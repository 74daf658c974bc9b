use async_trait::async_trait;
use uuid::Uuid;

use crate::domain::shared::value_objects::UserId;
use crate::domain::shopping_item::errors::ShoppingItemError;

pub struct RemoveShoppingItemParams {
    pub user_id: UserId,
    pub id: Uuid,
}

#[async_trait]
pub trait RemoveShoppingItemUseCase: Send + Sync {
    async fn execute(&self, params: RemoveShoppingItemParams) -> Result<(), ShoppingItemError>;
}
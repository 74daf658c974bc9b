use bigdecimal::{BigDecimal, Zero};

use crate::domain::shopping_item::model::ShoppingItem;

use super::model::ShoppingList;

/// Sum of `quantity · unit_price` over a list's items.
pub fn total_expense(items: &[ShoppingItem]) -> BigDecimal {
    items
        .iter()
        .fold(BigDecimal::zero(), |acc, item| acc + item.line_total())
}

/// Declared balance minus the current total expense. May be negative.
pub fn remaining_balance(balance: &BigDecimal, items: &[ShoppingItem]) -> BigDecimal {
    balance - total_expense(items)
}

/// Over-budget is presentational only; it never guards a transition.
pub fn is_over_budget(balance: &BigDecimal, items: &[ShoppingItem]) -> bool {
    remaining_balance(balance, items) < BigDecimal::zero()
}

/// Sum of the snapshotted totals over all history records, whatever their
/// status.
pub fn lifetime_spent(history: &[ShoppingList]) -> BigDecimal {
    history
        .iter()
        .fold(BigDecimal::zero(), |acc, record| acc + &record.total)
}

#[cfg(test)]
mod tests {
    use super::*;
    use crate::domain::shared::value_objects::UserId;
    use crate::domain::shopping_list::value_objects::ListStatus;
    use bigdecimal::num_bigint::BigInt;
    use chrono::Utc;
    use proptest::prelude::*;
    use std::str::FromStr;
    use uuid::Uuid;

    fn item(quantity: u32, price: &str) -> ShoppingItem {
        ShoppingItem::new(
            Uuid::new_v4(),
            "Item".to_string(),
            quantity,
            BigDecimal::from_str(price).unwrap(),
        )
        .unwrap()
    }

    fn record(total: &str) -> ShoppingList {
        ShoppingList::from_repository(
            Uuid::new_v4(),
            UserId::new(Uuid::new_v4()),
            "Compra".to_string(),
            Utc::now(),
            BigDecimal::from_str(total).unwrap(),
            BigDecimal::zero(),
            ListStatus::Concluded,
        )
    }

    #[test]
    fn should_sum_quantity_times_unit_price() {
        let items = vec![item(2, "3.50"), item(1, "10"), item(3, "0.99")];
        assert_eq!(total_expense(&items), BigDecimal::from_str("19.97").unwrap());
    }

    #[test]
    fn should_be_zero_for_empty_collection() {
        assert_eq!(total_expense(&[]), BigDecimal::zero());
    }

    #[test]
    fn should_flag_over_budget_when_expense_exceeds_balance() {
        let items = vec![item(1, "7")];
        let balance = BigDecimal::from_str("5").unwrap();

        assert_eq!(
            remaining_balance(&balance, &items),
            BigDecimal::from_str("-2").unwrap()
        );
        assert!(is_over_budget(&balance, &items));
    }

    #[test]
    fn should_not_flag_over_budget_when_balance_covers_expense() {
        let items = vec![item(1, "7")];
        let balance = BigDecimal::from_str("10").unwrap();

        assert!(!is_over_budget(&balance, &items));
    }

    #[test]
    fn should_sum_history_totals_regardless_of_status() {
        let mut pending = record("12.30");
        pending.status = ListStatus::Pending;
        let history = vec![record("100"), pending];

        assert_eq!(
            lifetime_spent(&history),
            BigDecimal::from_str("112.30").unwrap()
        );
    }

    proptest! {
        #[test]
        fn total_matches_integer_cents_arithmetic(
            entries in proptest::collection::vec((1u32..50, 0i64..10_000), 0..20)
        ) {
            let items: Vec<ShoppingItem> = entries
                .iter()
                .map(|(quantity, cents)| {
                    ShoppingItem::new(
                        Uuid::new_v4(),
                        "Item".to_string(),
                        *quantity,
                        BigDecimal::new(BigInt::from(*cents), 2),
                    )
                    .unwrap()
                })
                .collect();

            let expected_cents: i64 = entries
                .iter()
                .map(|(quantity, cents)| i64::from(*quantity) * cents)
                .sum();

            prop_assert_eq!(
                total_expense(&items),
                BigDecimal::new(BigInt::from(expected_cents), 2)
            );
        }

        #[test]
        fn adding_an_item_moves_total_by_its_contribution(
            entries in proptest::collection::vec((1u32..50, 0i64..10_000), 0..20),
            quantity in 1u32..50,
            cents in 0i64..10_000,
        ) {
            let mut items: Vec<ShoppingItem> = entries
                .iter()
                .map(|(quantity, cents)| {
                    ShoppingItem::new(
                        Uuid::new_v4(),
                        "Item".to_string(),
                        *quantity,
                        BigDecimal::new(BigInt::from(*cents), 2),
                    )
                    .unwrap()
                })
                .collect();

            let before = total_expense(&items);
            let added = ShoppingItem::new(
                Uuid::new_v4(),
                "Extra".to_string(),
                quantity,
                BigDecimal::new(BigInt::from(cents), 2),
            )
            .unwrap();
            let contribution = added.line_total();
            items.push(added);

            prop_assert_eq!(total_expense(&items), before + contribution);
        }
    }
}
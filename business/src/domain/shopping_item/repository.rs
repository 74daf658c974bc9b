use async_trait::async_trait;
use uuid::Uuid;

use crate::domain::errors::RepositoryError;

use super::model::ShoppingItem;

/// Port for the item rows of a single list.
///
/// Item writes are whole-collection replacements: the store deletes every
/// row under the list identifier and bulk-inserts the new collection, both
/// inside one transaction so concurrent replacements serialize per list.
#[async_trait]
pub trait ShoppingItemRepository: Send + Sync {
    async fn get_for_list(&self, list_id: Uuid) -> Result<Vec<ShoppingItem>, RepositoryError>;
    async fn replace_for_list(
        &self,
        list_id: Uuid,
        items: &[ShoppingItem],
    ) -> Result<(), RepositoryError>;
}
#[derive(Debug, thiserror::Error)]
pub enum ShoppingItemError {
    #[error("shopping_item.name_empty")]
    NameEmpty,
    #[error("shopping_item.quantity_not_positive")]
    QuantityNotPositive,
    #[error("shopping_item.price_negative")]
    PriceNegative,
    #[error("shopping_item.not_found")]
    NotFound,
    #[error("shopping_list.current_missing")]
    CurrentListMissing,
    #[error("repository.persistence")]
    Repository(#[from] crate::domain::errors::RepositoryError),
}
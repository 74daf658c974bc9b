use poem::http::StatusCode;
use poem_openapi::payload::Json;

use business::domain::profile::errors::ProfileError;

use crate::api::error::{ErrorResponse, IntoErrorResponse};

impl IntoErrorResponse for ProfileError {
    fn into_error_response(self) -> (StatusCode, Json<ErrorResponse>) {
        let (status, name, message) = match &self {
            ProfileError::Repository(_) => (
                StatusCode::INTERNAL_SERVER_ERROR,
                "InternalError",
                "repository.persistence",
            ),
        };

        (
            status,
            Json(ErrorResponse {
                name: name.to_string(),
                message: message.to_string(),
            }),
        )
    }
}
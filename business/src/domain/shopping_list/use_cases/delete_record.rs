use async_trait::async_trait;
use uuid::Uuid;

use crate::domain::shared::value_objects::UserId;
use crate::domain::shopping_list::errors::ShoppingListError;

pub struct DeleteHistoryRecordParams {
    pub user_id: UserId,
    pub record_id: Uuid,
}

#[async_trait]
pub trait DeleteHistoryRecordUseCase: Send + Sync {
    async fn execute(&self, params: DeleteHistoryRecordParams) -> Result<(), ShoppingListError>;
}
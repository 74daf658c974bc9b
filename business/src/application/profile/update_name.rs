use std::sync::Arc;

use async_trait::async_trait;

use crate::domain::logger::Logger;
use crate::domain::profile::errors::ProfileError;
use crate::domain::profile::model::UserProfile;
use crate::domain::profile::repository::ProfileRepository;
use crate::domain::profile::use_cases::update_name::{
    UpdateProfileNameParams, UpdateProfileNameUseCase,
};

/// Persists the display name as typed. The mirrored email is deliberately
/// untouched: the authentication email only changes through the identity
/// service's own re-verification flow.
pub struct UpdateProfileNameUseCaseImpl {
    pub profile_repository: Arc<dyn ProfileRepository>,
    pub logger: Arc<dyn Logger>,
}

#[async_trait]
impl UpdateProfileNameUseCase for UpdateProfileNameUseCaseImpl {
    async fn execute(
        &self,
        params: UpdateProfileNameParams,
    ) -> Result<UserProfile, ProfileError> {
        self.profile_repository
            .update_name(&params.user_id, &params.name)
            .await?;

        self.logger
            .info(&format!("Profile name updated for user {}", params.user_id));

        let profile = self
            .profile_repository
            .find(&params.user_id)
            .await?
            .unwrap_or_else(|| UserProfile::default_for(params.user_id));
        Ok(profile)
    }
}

━━━━━━━━━━━━━━━━━━━━━━━━━━━━━━

Report each line above containing the string "added".

            let added = ShoppingItem::new(
            let contribution = added.line_total();
            items.push(added);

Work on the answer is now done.